EXCERPTED RECORDS -
//! Industry, ISIC and HS code trees: flattening, searching and the
//! per-locale read-only cache the pickers and the orchestrator share.

use std::{collections::HashMap, fmt, sync::Arc};

use insight_contracts::{ApiError, SearchApi};
use insight_model::{Locale, TaxonomyKind, TaxonomyNode};
use parking_lot::RwLock;
use thiserror::Error;
use tracing::{debug, info, warn};

use crate::text::normalize;

#[derive(Debug, Clone, Error)]
pub enum TaxonomyError {
    #[error("failed to fetch {kind} taxonomy")]
    Fetch {
        kind: TaxonomyKind,
        #[source]
        source: ApiError,
    },
}

impl TaxonomyError {
    pub fn kind(&self) -> TaxonomyKind {
        match self {
            TaxonomyError::Fetch { kind, .. } => *kind,
        }
    }
}

/// Depth-first, source-ordered list of the leaves under `tree`.
pub fn flatten(tree: &[TaxonomyNode]) -> Vec<TaxonomyNode> {
    fn collect(nodes: &[TaxonomyNode], out: &mut Vec<TaxonomyNode>) {
        for node in nodes {
            if node.is_leaf() {
                out.push(node.clone());
            } else {
                collect(&node.children, out);
            }
        }
    }

    let mut leaves = Vec::new();
    collect(tree, &mut leaves);
    leaves
}

/// Split HS leaves into those under `isic_code` and the rest, keeping order
/// within each bucket. Without an ISIC code everything is "other".
pub fn partition_by_parent<'a, I>(
    leaves: I,
    isic_code: Option<&str>,
) -> (Vec<&'a TaxonomyNode>, Vec<&'a TaxonomyNode>)
where
    I: IntoIterator<Item = &'a TaxonomyNode>,
{
    leaves.into_iter().partition(|leaf| {
        isic_code.is_some_and(|isic| leaf.parent_code.as_deref() == Some(isic))
    })
}

#[derive(Debug, Clone)]
struct IndexedLeaf {
    node: TaxonomyNode,
    code: String,
    primary: String,
    secondary: String,
}

impl IndexedLeaf {
    fn matches(&self, query: &str) -> bool {
        self.code.contains(query) || self.primary.contains(query) || self.secondary.contains(query)
    }
}

/// Leaves with their code and both names pre-normalized, so each keystroke
/// costs one normalization of the query rather than one per leaf.
#[derive(Debug, Clone, Default)]
pub struct TaxonomyIndex {
    entries: Vec<IndexedLeaf>,
}

impl TaxonomyIndex {
    pub fn build(leaves: Vec<TaxonomyNode>) -> Self {
        let entries = leaves
            .into_iter()
            .map(|node| IndexedLeaf {
                code: normalize(&node.code),
                primary: normalize(&node.names.primary),
                secondary: normalize(&node.names.secondary),
                node,
            })
            .collect();
        Self { entries }
    }

    /// Index the leaves of a full tree.
    pub fn from_tree(tree: &[TaxonomyNode]) -> Self {
        Self::build(flatten(tree))
    }

    /// Leaves whose code or either name contains the normalized query. An
    /// empty query returns every leaf in order.
    pub fn search(&self, query: &str) -> Vec<&TaxonomyNode> {
        let query = normalize(query);
        self.entries
            .iter()
            .filter(|entry| query.is_empty() || entry.matches(&query))
            .map(|entry| &entry.node)
            .collect()
    }

    pub fn leaves(&self) -> impl Iterator<Item = &TaxonomyNode> {
        self.entries.iter().map(|entry| &entry.node)
    }

    pub fn find_by_code(&self, code: &str) -> Option<&TaxonomyNode> {
        self.leaves().find(|leaf| leaf.code == code)
    }

    pub fn find_by_key(&self, key: u64) -> Option<&TaxonomyNode> {
        self.leaves().find(|leaf| leaf.key == key)
    }

    pub fn len(&self) -> usize {
        self.entries.len()
    }

    pub fn is_empty(&self) -> bool {
        self.entries.is_empty()
    }
}

/// The three taxonomies for one locale.
#[derive(Debug, Clone)]
pub struct TaxonomySet {
    pub locale: Locale,
    industries: Arc<TaxonomyIndex>,
    isic_codes: Arc<TaxonomyIndex>,
    hs_codes: Arc<TaxonomyIndex>,
    errors: Vec<TaxonomyError>,
}

impl TaxonomySet {
    pub fn index(&self, kind: TaxonomyKind) -> &Arc<TaxonomyIndex> {
        match kind {
            TaxonomyKind::Industry => &self.industries,
            TaxonomyKind::IsicCode => &self.isic_codes,
            TaxonomyKind::HsCode => &self.hs_codes,
        }
    }

    /// Fetch failures that degraded a kind to an empty index.
    pub fn errors(&self) -> &[TaxonomyError] {
        &self.errors
    }

    /// The HS leaf `hs_code` exists and sits under `isic_code`.
    pub fn contains_hs_under(&self, hs_code: &str, isic_code: &str) -> bool {
        self.hs_codes
            .find_by_code(hs_code)
            .is_some_and(|leaf| leaf.parent_code.as_deref() == Some(isic_code))
    }
}

/// Session-wide taxonomy cache. Each locale is fetched once by
/// [`TaxonomyCache::initialize`] and never mutated afterwards.
pub struct TaxonomyCache {
    api: Arc<dyn SearchApi>,
    loaded: RwLock<HashMap<Locale, Arc<TaxonomySet>>>,
    latest: RwLock<Option<Arc<TaxonomySet>>>,
}

impl fmt::Debug for TaxonomyCache {
    fn fmt(&self, f: &mut fmt::Formatter<'_>) -> fmt::Result {
        f.debug_struct("TaxonomyCache")
            .field("locales", &self.loaded.read().keys().collect::<Vec<_>>())
            .finish()
    }
}

impl TaxonomyCache {
    pub fn new(api: Arc<dyn SearchApi>) -> Self {
        Self {
            api,
            loaded: RwLock::new(HashMap::new()),
            latest: RwLock::new(None),
        }
    }

    /// Fetch and index all three trees for `locale`, or return the set
    /// already loaded for it. A failing kind degrades to an empty index and
    /// never blocks the others.
    pub async fn initialize(&self, locale: Locale) -> Arc<TaxonomySet> {
        if let Some(existing) = self.get(locale) {
            *self.latest.write() = Some(Arc::clone(&existing));
            return existing;
        }

        let (industries, isic_codes, hs_codes) = tokio::join!(
            self.load(TaxonomyKind::Industry, locale),
            self.load(TaxonomyKind::IsicCode, locale),
            self.load(TaxonomyKind::HsCode, locale),
        );

        let mut errors = Vec::new();
        let mut index = |loaded: Result<TaxonomyIndex, TaxonomyError>| match loaded {
            Ok(index) => Arc::new(index),
            Err(err) => {
                errors.push(err);
                Arc::new(TaxonomyIndex::default())
            }
        };
        let industries = index(industries);
        let isic_codes = index(isic_codes);
        let hs_codes = index(hs_codes);

        let set = Arc::new(TaxonomySet {
            locale,
            industries,
            isic_codes,
            hs_codes,
            errors,
        });

        info!(
            %locale,
            industries = set.industries.len(),
            isic_codes = set.isic_codes.len(),
            hs_codes = set.hs_codes.len(),
            failed = set.errors.len(),
            "taxonomies loaded"
        );

        self.loaded.write().insert(locale, Arc::clone(&set));
        *self.latest.write() = Some(Arc::clone(&set));
        set
    }

    async fn load(
        &self,
        kind: TaxonomyKind,
        locale: Locale,
    ) -> Result<TaxonomyIndex, TaxonomyError> {
        match self.api.fetch_taxonomy(kind, locale).await {
            Ok(tree) => {
                let index = TaxonomyIndex::from_tree(&tree);
                debug!(%kind, %locale, leaves = index.len(), "taxonomy indexed");
                Ok(index)
            }
            Err(source) => {
                warn!(%kind, %locale, error = %source, "taxonomy fetch failed; picker will be empty");
                Err(TaxonomyError::Fetch { kind, source })
            }
        }
    }

    pub fn get(&self, locale: Locale) -> Option<Arc<TaxonomySet>> {
        self.loaded.read().get(&locale).cloned()
    }

    /// The set from the most recent [`TaxonomyCache::initialize`].
    pub fn latest(&self) -> Option<Arc<TaxonomySet>> {
        self.latest.read().clone()
    }

    /// Whether the most recently loaded HS tree places `hs_code` under
    /// `isic_code`. False when nothing is loaded.
    pub fn contains_hs_under(&self, hs_code: &str, isic_code: &str) -> bool {
        self.latest()
            .is_some_and(|set| set.contains_hs_under(hs_code, isic_code))
    }
}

WORK INSTRUCTION - Please copy each line of the material that has the string "most" somewhere in it.

RESULT OF THE TASK -
    /// The set from the most recent [`TaxonomyCache::initialize`].
    /// Whether the most recently loaded HS tree places `hs_code` under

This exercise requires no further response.